移動支援サービスと同行援護サービスはどちらも障害を持った方への外出の支援を行うサービスですが、対象者や、支援内容は大きく異なります。
今回は移動支援と同行援護について、
- 具体的なサービス内容の違い
- 二つのサービスが重複した場合にどちらが優先されるのか?または併給は可能か?
を解説していきます。
※こちらも併せて参考にしてみてください。
移動支援
居宅介護
重度訪問介護
同行援護
行動援護
大きな違いは「サービス対象者」と「サービス制度体系」
この項目では、それぞれのサービス利用対象者の違いと、運営元の違いについて解説していきます。
移動支援の対象者は主に「知的・精神・身体障害者」
移動支援は主に知的障害や精神・身体障害のある人たちを対象にしたサービスです。
障害区分や障害者手帳も必要なく、市町村に申請をして、適当と認められればサービスを利用することができます。
同行援護の対象者は「視覚障害」に特化している
同行援護の最大の特徴は利用対象を視覚障害に限定していることです。
支給決定においても、同行援護を利用するにあたって必要なアセスメント調査があり、一定の点数を越えなければ利用することができません。

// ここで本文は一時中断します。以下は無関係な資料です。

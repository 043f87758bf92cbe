//! Persistence of crawl results
//!
//! Results are stored as a JSON file holding the two-element sequence
//! `[series_title, episodes]`. The shape is load-bearing: the season
//! summary (and any other downstream consumer) reads the same structure
//! back, so a round trip must reproduce the title and the ordered episode
//! sequence exactly.

use std::fs::File;
use std::io::{BufReader, BufWriter, Write};
use std::path::Path;

use crate::error::Result;
use crate::types::CrawlResult;

/// Default persistence target
pub const DEFAULT_OUTPUT_PATH: &str = "scraped.json";

/// Write a crawl result to a JSON file, replacing any existing file.
///
/// # Errors
/// - `ScrapeError::Io` if the file cannot be created or written
/// - `ScrapeError::Json` if serialization fails
pub fn save(result: &CrawlResult, path: impl AsRef<Path>) -> Result<()> {
    let path = path.as_ref();
    let mut writer = BufWriter::new(File::create(path)?);
    serde_json::to_writer(&mut writer, result)?;
    writer.flush()?;
    log::debug!(
        "saved {} episode(s) of {:?} to {}",
        result.len(),
        result.series_title,
        path.display()
    );
    Ok(())
}

/// Read a crawl result back from a JSON file.
///
/// # Errors
/// - `ScrapeError::Io` if the file cannot be opened
/// - `ScrapeError::Json` if it does not hold the two-element sequence
pub fn load(path: impl AsRef<Path>) -> Result<CrawlResult> {
    let reader = BufReader::new(File::open(path.as_ref())?);
    Ok(serde_json::from_reader(reader)?)
}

また、同行援護の提供に必要な資格(同行援護従業者養成研修)については、一般過程と応用過程があり、実際に支援を行うだけであれば一般過程を修了することで従事できますが、サービス提供責任者になるためには応用過程まで修了する必要があります。
移動支援も同行援護も同じように自力での外出や移動が困難な人に対して行う外出支援のサービスですが、具体的にどこがどう違うのか?と聞かれると答えられる人は少ないかと思います。
では一体何が違うのでしょう?
移動支援と同行援護ではサービス制度体系が違う
障害者総合支援法において、移動支援は「地域生活支援事業」に、同行援護は「自立支援給付」に該当します。
地域生活支援事業は実地主体が市町村で、独自に行っているため移動支援のサービス内容は市町村によって違います。
その為、地域の実情や本人の事情に合わせてある程度柔軟に対応することもできますし、細かな外出先の取り決めや、報酬単価の取り決めも各市町村区によって異なります。
一方で自立支援給付は国が定めているため同行援護は全国でサービス内容は原則統一されています。
余談ですが平成23年の障害者自立支援法の改正で同行援護は自立支援給付に導入されるようになりました。
それ以前は視覚障がい者の外出支援は、地域生活支援事業である移動支援を使っていたんです。
移動支援にはグループ支援型があり複数人同時の外出が可能
同行援護と移動支援のサービス内容の明確な違いと言えばグループ支援ができるかできないかです。
移動支援のグループ型支援では複数人で一緒に外出をすることができます。
反対に同行援護サービスにはグループ支援型はありません。
同行援護は個人に対するサービスという特性があり、マンツーマンでの支援サービスとなります。
移動支援と同行援護は併給できるのか?どちらが優先される?
例えば、知的障害や精神障害と視覚障害が重複している人にはどちらのサービスが優先されるのか、併給はできるのかを解説してきます。
同行援護が優先とされ、併給は不可。
理由は2点あります。
- 移動支援は市町村区が提供しているのに対し、同行援護は国が提供しているサービスという事で、提供元が違うため
- 同行援護は視覚障害を理由に外出が難しい方を対象にしている為、移動支援にはない支援も必要になると想定されているため
この2つの理由から同行援護が優先され併給は不可とされています。
またここでいう移動支援にはない支援とは、具体的には読み書きや情報の伝達など、視覚障害を持つ人ならではのサービスになります。
介護保険制度とはどちらも併給が可能
移動支援、同行援護共に介護保険制度と併用することは可能となっております。
移動支援と同行援護はどちらも障害者総合支援法に基づいた事業である為、介護保険制度とは別枠の制度となっています。
その為、中には優先順位は決まっているサービス内容もありますが、移動支援、同行援護を利用しつつ、介護保険制度を利用することは可能です。
まとめ
移動支援と同行支援では同じ移動支援事業でありながら、事業を行っている運営元が違う事。サービス内容もかなり違いがあると感じて頂けたのではないでしょうか?
どちらも専門的な知識が必要な事には変わりありませんが、しっかりとそれぞれの特徴を整理・理解して支援を行いたいですね。
最後までお読みいただきありがとうございました。少しでも参考になれば幸いです。